Problem to solve:
Emit an exact copy of the lines running from the start of the records to the line containing "pub fn new(config: PageConfig, surface: S)", both included.

⟨

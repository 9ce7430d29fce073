use std::cell::RefCell;
use std::rc::Rc;

use crate::components::anchor_nav::{anchor_id, scroll_target};
use crate::components::gallery::Gallery;
use crate::components::lightbox::{Lightbox, LightboxCommand};
use crate::components::scroll_effects::{
    navbar_scrolled, parallax_enabled, parallax_offset, RevealTracker,
};
use crate::components::swipe::{SwipeDirection, SwipeTracker};
use crate::config::PageConfig;
use crate::error::PageError;
use crate::utils::events::{ClickTarget, EventKind, EventOutcome, EventSource, PageEvent};
use crate::utils::surface::Surface;

/// Behavior controller for the landing page.
///
/// Owns every piece of page state and routes each `PageEvent` to the
/// matching handler. All document access goes through `S`.
pub struct LandingPage<S: Surface> {
    config: PageConfig,
    surface: S,
    lightbox: Lightbox,
    swipe: SwipeTracker,
    reveal: RevealTracker,
    parallax: bool,
}

impl<S: Surface> LandingPage<S> {
    pub fn new(config: PageConfig, surface: S) -> Self {
        let lightbox = Lightbox::new(Gallery::new(config.gallery.clone()));
        let swipe = SwipeTracker::new(config.swipe_threshold);
        Self {
            config,
            surface,
            lightbox,
            swipe,
            reveal: RevealTracker::default(),
            parallax: false,
        }
    }

    /// One-time setup that does not depend on any event.
    pub fn init(&mut self) {
        self.surface.set_footer_year(self.surface.current_year());

        self.surface.mark_reveal_candidates();
        self.reveal = RevealTracker::new(
            self.surface.reveal_tops().len(),
            self.config.reveal_offset,
        );

        // Width is only sampled here; resizing later does not toggle parallax.
        let viewport = self.surface.viewport();
        self.parallax = parallax_enabled(
            self.surface.has_hero(),
            viewport.width,
            self.config.parallax_min_width,
        );

        self.update_navbar();
        log::info!(
            "Landing page ready: {} gallery images, {} reveal elements, parallax {}",
            self.lightbox.gallery().len(),
            self.reveal.len(),
            if self.parallax { "on" } else { "off" }
        );
    }

    pub fn handle(&mut self, event: PageEvent) -> EventOutcome {
        match event {
            PageEvent::Scroll => {
                self.update_navbar();
                self.check_reveal();
                self.update_parallax();
                EventOutcome::Continue
            }
            PageEvent::Key(key) => {
                self.handle_key(&key);
                EventOutcome::Continue
            }
            PageEvent::Click(target) => self.handle_click(target),
            PageEvent::TouchStart(x) => {
                self.swipe.touch_start(x);
                EventOutcome::Continue
            }
            PageEvent::TouchEnd(x) => {
                match self.swipe.touch_end(x) {
                    Some(SwipeDirection::Left) => self.show_next_image(),
                    Some(SwipeDirection::Right) => self.show_prev_image(),
                    None => {}
                }
                EventOutcome::Continue
            }
            PageEvent::Load => {
                self.surface.preload(self.lightbox.gallery().images());
                EventOutcome::Continue
            }
            PageEvent::RevealTimer => {
                self.check_reveal();
                EventOutcome::Continue
            }
        }
    }

    pub fn lightbox(&self) -> &Lightbox {
        &self.lightbox
    }

    pub fn reveal_state(&self) -> &RevealTracker {
        &self.reveal
    }

    pub fn parallax_enabled(&self) -> bool {
        self.parallax
    }

    pub fn surface(&self) -> &S {
        &self.surface
    }

    pub fn open_lightbox(&mut self, index: usize) {
        let Some(image) = self.lightbox.open(index) else {
            log::warn!("No gallery image at index {}", index);
            return;
        };
        self.surface.set_lightbox_image(image);
        self.surface.set_lightbox_active(true);
        self.surface.set_body_scroll_locked(true);
    }

    pub fn close_lightbox(&mut self) {
        self.lightbox.close();
        self.surface.set_lightbox_active(false);
        self.surface.set_body_scroll_locked(false);
    }

    pub fn show_prev_image(&mut self) {
        if let Some(image) = self.lightbox.prev() {
            self.surface.set_lightbox_image(image);
        }
    }

    pub fn show_next_image(&mut self) {
        if let Some(image) = self.lightbox.next() {
            self.surface.set_lightbox_image(image);
        }
    }

    fn handle_key(&mut self, key: &str) {
        match self.lightbox.key_command(key) {
            Some(LightboxCommand::Close) => self.close_lightbox(),
            Some(LightboxCommand::Previous) => self.show_prev_image(),
            Some(LightboxCommand::Next) => self.show_next_image(),
            None => {}
        }
    }

    fn handle_click(&mut self, target: ClickTarget) -> EventOutcome {
        match target {
            ClickTarget::GalleryItem(index) => self.open_lightbox(index),
            ClickTarget::LightboxClose | ClickTarget::LightboxBackdrop => self.close_lightbox(),
            ClickTarget::LightboxPrev => self.show_prev_image(),
            ClickTarget::LightboxNext => self.show_next_image(),
            ClickTarget::Anchor(href) => return self.navigate_to_anchor(&href),
        }
        EventOutcome::Continue
    }

    fn navigate_to_anchor(&mut self, href: &str) -> EventOutcome {
        let Some(id) = anchor_id(href) else {
            return EventOutcome::Continue;
        };
        if let Some(top) = self.surface.element_top(id) {
            let viewport = self.surface.viewport();
            let target = scroll_target(top, viewport.scroll_y, self.surface.navbar_height());
            self.surface.smooth_scroll_to(target);
            self.surface.close_mobile_menu();
        }
        EventOutcome::PreventDefault
    }

    fn update_navbar(&self) {
        let viewport = self.surface.viewport();
        self.surface.set_navbar_scrolled(navbar_scrolled(
            viewport.scroll_y,
            self.config.navbar_scroll_threshold,
        ));
    }

    fn check_reveal(&mut self) {
        if self.reveal.revealed_count() == self.reveal.len() {
            return;
        }
        let viewport = self.surface.viewport();
        let tops = self.surface.reveal_tops();
        for index in self.reveal.check(&tops, viewport.height) {
            self.surface.reveal(index);
        }
    }

    fn update_parallax(&self) {
        if !self.parallax {
            return;
        }
        let viewport = self.surface.viewport();
        if let Some(offset) =
            parallax_offset(viewport.scroll_y, viewport.height, self.config.parallax_speed)
        {
            self.surface.set_hero_offset(offset);
        }
    }
}

/// Subscribes the page to every event kind the source offers.
pub fn attach<S, E>(page: &Rc<RefCell<LandingPage<S>>>, source: &mut E) -> Result<(), PageError>
where
    S: Surface + 'static,
    E: EventSource,
{
    for kind in EventKind::ALL {
        let page = Rc::clone(page);
        source.subscribe(
            kind,
            Box::new(move |event| match page.try_borrow_mut() {
                Ok(mut page) => page.handle(event),
                Err(_) => {
                    log::warn!("Dropped {:?} while another handler was running", event.kind());
                    EventOutcome::Continue
                }
            }),
        )?;
    }
    Ok(())
}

⟩

Task result:
repository 9ce7430d29fce073
use std::cell::RefCell;
use std::rc::Rc;

use crate::components::anchor_nav::{anchor_id, scroll_target};
use crate::components::gallery::Gallery;
use crate::components::lightbox::{Lightbox, LightboxCommand};
use crate::components::scroll_effects::{
    navbar_scrolled, parallax_enabled, parallax_offset, RevealTracker,
};
use crate::components::swipe::{SwipeDirection, SwipeTracker};
use crate::config::PageConfig;
use crate::error::PageError;
use crate::utils::events::{ClickTarget, EventKind, EventOutcome, EventSource, PageEvent};
use crate::utils::surface::Surface;

/// Behavior controller for the landing page.
///
/// Owns every piece of page state and routes each `PageEvent` to the
/// matching handler. All document access goes through `S`.
pub struct LandingPage<S: Surface> {
    config: PageConfig,
    surface: S,
    lightbox: Lightbox,
    swipe: SwipeTracker,
    reveal: RevealTracker,
    parallax: bool,
}

impl<S: Surface> LandingPage<S> {
    pub fn new(config: PageConfig, surface: S) -> Self {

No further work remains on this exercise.